WORK TO COMPLETE: Find the string "impl" in the records and copy each line where it occurs.

-- INFORMATION follows --

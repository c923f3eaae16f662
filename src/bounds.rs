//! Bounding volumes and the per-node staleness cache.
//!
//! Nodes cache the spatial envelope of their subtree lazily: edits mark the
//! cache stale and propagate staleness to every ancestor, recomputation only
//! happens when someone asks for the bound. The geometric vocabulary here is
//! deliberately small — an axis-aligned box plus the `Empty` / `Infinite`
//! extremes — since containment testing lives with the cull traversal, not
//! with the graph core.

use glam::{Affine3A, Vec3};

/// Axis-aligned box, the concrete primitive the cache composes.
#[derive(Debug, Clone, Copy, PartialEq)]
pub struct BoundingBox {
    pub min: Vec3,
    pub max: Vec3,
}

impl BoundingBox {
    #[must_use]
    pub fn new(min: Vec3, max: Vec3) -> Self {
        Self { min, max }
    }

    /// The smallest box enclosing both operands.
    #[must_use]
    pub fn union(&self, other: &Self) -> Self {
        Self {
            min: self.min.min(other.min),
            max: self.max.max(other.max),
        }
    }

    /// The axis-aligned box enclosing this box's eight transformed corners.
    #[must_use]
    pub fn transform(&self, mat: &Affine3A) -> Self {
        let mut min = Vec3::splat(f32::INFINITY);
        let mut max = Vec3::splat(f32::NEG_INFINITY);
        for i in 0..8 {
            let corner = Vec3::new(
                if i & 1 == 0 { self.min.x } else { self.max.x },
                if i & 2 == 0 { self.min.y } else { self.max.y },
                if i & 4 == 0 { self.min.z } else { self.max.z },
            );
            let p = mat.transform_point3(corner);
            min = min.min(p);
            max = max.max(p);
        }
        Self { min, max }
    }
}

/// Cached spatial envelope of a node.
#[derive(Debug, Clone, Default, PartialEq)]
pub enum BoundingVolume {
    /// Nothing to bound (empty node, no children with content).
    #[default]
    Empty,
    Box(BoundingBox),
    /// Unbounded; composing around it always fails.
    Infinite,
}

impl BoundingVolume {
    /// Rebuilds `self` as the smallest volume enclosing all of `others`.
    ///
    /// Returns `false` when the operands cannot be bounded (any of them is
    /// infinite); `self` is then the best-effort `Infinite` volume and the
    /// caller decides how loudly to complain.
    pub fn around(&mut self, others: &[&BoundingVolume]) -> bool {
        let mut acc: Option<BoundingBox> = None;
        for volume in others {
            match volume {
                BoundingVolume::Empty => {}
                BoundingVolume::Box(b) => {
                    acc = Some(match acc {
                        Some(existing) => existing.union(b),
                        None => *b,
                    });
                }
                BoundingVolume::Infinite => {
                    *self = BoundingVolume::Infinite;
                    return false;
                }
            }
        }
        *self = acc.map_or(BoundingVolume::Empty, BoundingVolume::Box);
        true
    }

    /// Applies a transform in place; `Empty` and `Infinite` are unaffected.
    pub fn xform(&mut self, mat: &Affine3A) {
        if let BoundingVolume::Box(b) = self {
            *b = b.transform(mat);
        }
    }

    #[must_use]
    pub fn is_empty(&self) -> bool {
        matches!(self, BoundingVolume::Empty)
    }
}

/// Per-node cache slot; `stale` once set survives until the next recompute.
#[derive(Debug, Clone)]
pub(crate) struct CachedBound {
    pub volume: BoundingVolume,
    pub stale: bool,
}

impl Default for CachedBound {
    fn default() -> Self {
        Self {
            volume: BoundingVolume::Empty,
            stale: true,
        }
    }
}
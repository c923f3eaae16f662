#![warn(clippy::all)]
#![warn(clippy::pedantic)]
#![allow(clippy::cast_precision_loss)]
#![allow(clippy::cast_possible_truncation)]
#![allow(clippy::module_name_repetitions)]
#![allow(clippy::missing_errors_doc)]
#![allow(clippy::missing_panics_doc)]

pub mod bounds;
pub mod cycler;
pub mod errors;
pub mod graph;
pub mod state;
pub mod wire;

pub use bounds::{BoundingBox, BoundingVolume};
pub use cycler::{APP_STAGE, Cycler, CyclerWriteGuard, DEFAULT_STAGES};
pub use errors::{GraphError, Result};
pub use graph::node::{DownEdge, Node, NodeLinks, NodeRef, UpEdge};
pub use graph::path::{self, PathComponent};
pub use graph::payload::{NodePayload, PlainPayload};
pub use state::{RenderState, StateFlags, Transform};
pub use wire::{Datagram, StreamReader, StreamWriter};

-- INFORMATION concluded --

TASK OUTPUT:
impl BoundingBox {
impl BoundingVolume {
impl Default for CachedBound {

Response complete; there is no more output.